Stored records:
━━━━

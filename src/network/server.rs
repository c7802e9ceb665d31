//! Broadcast server
//!
//! Accepts listener connections, answers their time probes inline and
//! fans paced audio frames out to every session. The session set maps
//! remote addresses to shared write handles; probe replies go out
//! synchronously from the connection's read task so they are never queued
//! behind audio, while broadcast writes each run on their own task.

use std::collections::HashMap;
use std::sync::{Arc, PoisonError, RwLock};
use std::time::{Duration, SystemTime};

use bytes::BytesMut;
use tokio::io::{AsyncReadExt, AsyncWriteExt};
use tokio::net::tcp::OwnedWriteHalf;
use tokio::net::{TcpListener, TcpStream};
use tokio::sync::watch;

use crate::config::AppConfig;
use crate::error::{NetworkError, ProtocolError, Result};
use crate::network::pacer::{FrameSink, Pacer};
use crate::protocol::{framing, AudioFrame, LatencyReply, Message, WireTime};

type WriteHandle = Arc<tokio::sync::Mutex<OwnedWriteHalf>>;

/// Active sessions, keyed by remote address
#[derive(Default)]
pub struct SessionSet {
    sessions: RwLock<HashMap<String, WriteHandle>>,
}

impl SessionSet {
    fn insert(&self, addr: String, handle: WriteHandle) {
        self.sessions
            .write()
            .unwrap_or_else(PoisonError::into_inner)
            .insert(addr, handle);
    }

    fn remove(&self, addr: &str) {
        self.sessions
            .write()
            .unwrap_or_else(PoisonError::into_inner)
            .remove(addr);
    }

    /// Snapshot the current write handles for fan-out
    fn handles(&self) -> Vec<(String, WriteHandle)> {
        self.sessions
            .read()
            .unwrap_or_else(PoisonError::into_inner)
            .iter()
            .map(|(addr, handle)| (addr.clone(), handle.clone()))
            .collect()
    }

    pub fn len(&self) -> usize {
        self.sessions
            .read()
            .unwrap_or_else(PoisonError::into_inner)
            .len()
    }

    pub fn is_empty(&self) -> bool {
        self.len() == 0
    }
}

/// Send-capability handed to the pacer: encodes once, then spawns one
/// write task per session. A failed write is logged and otherwise
/// ignored; dead peers surface through their read side.
pub struct Broadcaster {
    sessions: Arc<SessionSet>,
    runtime: tokio::runtime::Handle,
}

impl FrameSink for Broadcaster {
    fn send_frame(&self, frame: AudioFrame) {
        let bytes = match framing::encode_message(&Message::Audio(frame)) {
            Ok(bytes) => bytes,
            Err(e) => {
                tracing::error!("failed to encode audio frame: {e}");
                return;
            }
        };

        for (addr, handle) in self.sessions.handles() {
            let bytes = bytes.clone();
            self.runtime.spawn(async move {
                let mut writer = handle.lock().await;
                if let Err(e) = writer.write_all(&bytes).await {
                    tracing::warn!(
                        "{}",
                        NetworkError::WriteFailed {
                            addr,
                            reason: e.to_string(),
                        }
                    );
                }
            });
        }
    }
}

/// The server endpoint: listener, session set and the pacer thread
pub struct BroadcastServer {
    config: AppConfig,
    source_path: String,
    sessions: Arc<SessionSet>,
}

impl BroadcastServer {
    pub fn new(config: AppConfig, source_path: String) -> Self {
        Self {
            config,
            source_path,
            sessions: Arc::new(SessionSet::default()),
        }
    }

    /// Accept listeners until `shutdown` fires, then stop the pacer and
    /// drop every session.
    pub async fn run(&self, mut shutdown: watch::Receiver<bool>) -> Result<()> {
        let bind_addr = format!("0.0.0.0:{}", self.config.network.port);
        let listener =
            TcpListener::bind(&bind_addr)
                .await
                .map_err(|e| NetworkError::BindFailed {
                    addr: bind_addr.clone(),
                    reason: e.to_string(),
                })?;

        tracing::info!("server is listening on {bind_addr}");

        let (stop_tx, stop_rx) = crossbeam_channel::bounded::<()>(1);
        let mut pacer = Pacer::new(
            Broadcaster {
                sessions: self.sessions.clone(),
                runtime: tokio::runtime::Handle::current(),
            },
            self.config.audio.clone(),
            self.source_path.clone(),
            stop_rx,
        );
        let pacer_thread = std::thread::Builder::new()
            .name("pacer".into())
            .spawn(move || pacer.run())?;

        loop {
            tokio::select! {
                accepted = listener.accept() => match accepted {
                    Ok((stream, peer)) => {
                        let sessions = self.sessions.clone();
                        tokio::spawn(async move {
                            handle_connection(stream, peer.to_string(), sessions).await;
                        });
                    }
                    Err(e) => tracing::warn!("accept failed: {e}"),
                },
                _ = shutdown.changed() => break,
            }
        }

        let _ = stop_tx.send(());
        let _ = tokio::task::spawn_blocking(move || pacer_thread.join()).await;

        tracing::info!("server is shutdown");
        Ok(())
    }
}

/// Per-connection read loop. Registers the session, answers probes, and
/// unregisters on any exit path. A decode error drops the connection;
/// the stream is positioned at a frame boundary or untouched, so the
/// disconnect is clean.
async fn handle_connection(stream: TcpStream, addr: String, sessions: Arc<SessionSet>) {
    tracing::info!("connection opened: {addr}");

    let (mut read_half, write_half) = stream.into_split();
    let handle: WriteHandle = Arc::new(tokio::sync::Mutex::new(write_half));
    sessions.insert(addr.clone(), handle.clone());

    let mut acc = BytesMut::with_capacity(8 * 1024);

    'conn: loop {
        loop {
            match framing::try_decode(&mut acc) {
                Ok(Some(msg)) => {
                    if !handle_message(msg, &handle, &addr).await {
                        break 'conn;
                    }
                }
                Ok(None) => break,
                Err(e) => {
                    tracing::error!("read message error from {addr}: {e}");
                    break 'conn;
                }
            }
        }

        match read_half.read_buf(&mut acc).await {
            Ok(0) => {
                if !acc.is_empty() {
                    tracing::warn!("{addr}: {}", ProtocolError::TruncatedStream);
                }
                break;
            }
            Ok(_) => {}
            Err(e) => {
                tracing::warn!("read error from {addr}: {e}");
                break;
            }
        }
    }

    sessions.remove(&addr);
    tracing::info!("connection closed: {addr}");
}

/// Handle one inbound message. Returns `false` when the connection
/// should close.
async fn handle_message(msg: Message, handle: &WriteHandle, addr: &str) -> bool {
    match msg {
        Message::TimeProbe(probe) => {
            let received = SystemTime::now();
            let measured = received
                .duration_since(probe.time.to_system())
                .unwrap_or(Duration::ZERO);

            let reply = Message::LatencyReply(LatencyReply {
                latency_ns: measured.as_nanos() as i64,
                time: WireTime::now(),
            });

            let bytes = match framing::encode_message(&reply) {
                Ok(bytes) => bytes,
                Err(e) => {
                    tracing::error!("failed to encode latency reply: {e}");
                    return true;
                }
            };

            // written inline so the reply is not queued behind audio
            let mut writer = handle.lock().await;
            if let Err(e) = writer.write_all(&bytes).await {
                tracing::error!(
                    "{}",
                    NetworkError::WriteFailed {
                        addr: addr.to_string(),
                        reason: e.to_string(),
                    }
                );
                return false;
            }
            true
        }
        other => {
            tracing::error!("unexpected message {:#x} from {addr}", other.tag());
            true
        }
    }
}

#[cfg(test)]
mod tests {
    use super::*;
    use crate::protocol::TimeProbe;
    use bytes::BufMut;

    async fn read_one(stream: &mut TcpStream, acc: &mut BytesMut) -> Option<Message> {
        loop {
            if let Some(msg) = framing::try_decode(acc).unwrap() {
                return Some(msg);
            }
            if stream.read_buf(acc).await.unwrap() == 0 {
                return None;
            }
        }
    }

    async fn spawn_session() -> (TcpStream, Arc<SessionSet>) {
        let listener = TcpListener::bind("127.0.0.1:0").await.unwrap();
        let addr = listener.local_addr().unwrap();
        let sessions = Arc::new(SessionSet::default());

        let accept_sessions = sessions.clone();
        tokio::spawn(async move {
            let (stream, peer) = listener.accept().await.unwrap();
            handle_connection(stream, peer.to_string(), accept_sessions).await;
        });

        let client = TcpStream::connect(addr).await.unwrap();
        (client, sessions)
    }

    #[tokio::test]
    async fn probe_is_answered_with_a_latency_reply() {
        let (mut client, _sessions) = spawn_session().await;

        let sent = SystemTime::now() - Duration::from_millis(25);
        let probe = Message::TimeProbe(TimeProbe {
            time: WireTime::from_system(sent),
        });
        client
            .write_all(&framing::encode_message(&probe).unwrap())
            .await
            .unwrap();

        let mut acc = BytesMut::new();
        match read_one(&mut client, &mut acc).await.unwrap() {
            Message::LatencyReply(reply) => {
                // the server observed at least the 25 ms we backdated
                assert!(reply.latency_ns >= 25_000_000);
                assert!(reply.time.seconds > 0);
            }
            other => panic!("expected a latency reply, got {other:?}"),
        }
    }

    #[tokio::test]
    async fn unknown_tag_drops_the_connection() {
        let (mut client, _sessions) = spawn_session().await;

        let mut bogus = BytesMut::new();
        bogus.put_u64(0x99);
        bogus.put_u64(4);
        bogus.extend_from_slice(&[0, 1, 2, 3]);
        client.write_all(&bogus).await.unwrap();

        let mut buf = [0u8; 16];
        // server closes; we observe EOF
        assert_eq!(client.read(&mut buf).await.unwrap(), 0);
    }

    #[tokio::test]
    async fn broadcast_reaches_a_registered_session() {
        let (mut client, sessions) = spawn_session().await;

        // session registration happens in the accept task
        tokio::time::sleep(Duration::from_millis(50)).await;
        assert_eq!(sessions.len(), 1);

        let broadcaster = Broadcaster {
            sessions: sessions.clone(),
            runtime: tokio::runtime::Handle::current(),
        };
        let frame = AudioFrame::new(
            vec![0.5; 4],
            vec![-0.5; 4],
            WireTime::from_system(SystemTime::now()),
        );
        broadcaster.send_frame(frame.clone());

        let mut acc = BytesMut::new();
        match read_one(&mut client, &mut acc).await.unwrap() {
            Message::Audio(got) => assert_eq!(got, frame),
            other => panic!("expected audio, got {other:?}"),
        }
    }

    #[tokio::test]
    async fn session_is_removed_when_the_peer_disconnects() {
        let (client, sessions) = spawn_session().await;

        tokio::time::sleep(Duration::from_millis(50)).await;
        assert_eq!(sessions.len(), 1);

        drop(client);
        tokio::time::sleep(Duration::from_millis(50)).await;
        assert!(sessions.is_empty());
    }
}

━━━━

Task item:
Return each line of the data where the word "handles" appears.

Response:
//! remote addresses to shared write handles; probe replies go out
    /// Snapshot the current write handles for fan-out
    fn handles(&self) -> Vec<(String, WriteHandle)> {
        for (addr, handle) in self.sessions.handles() {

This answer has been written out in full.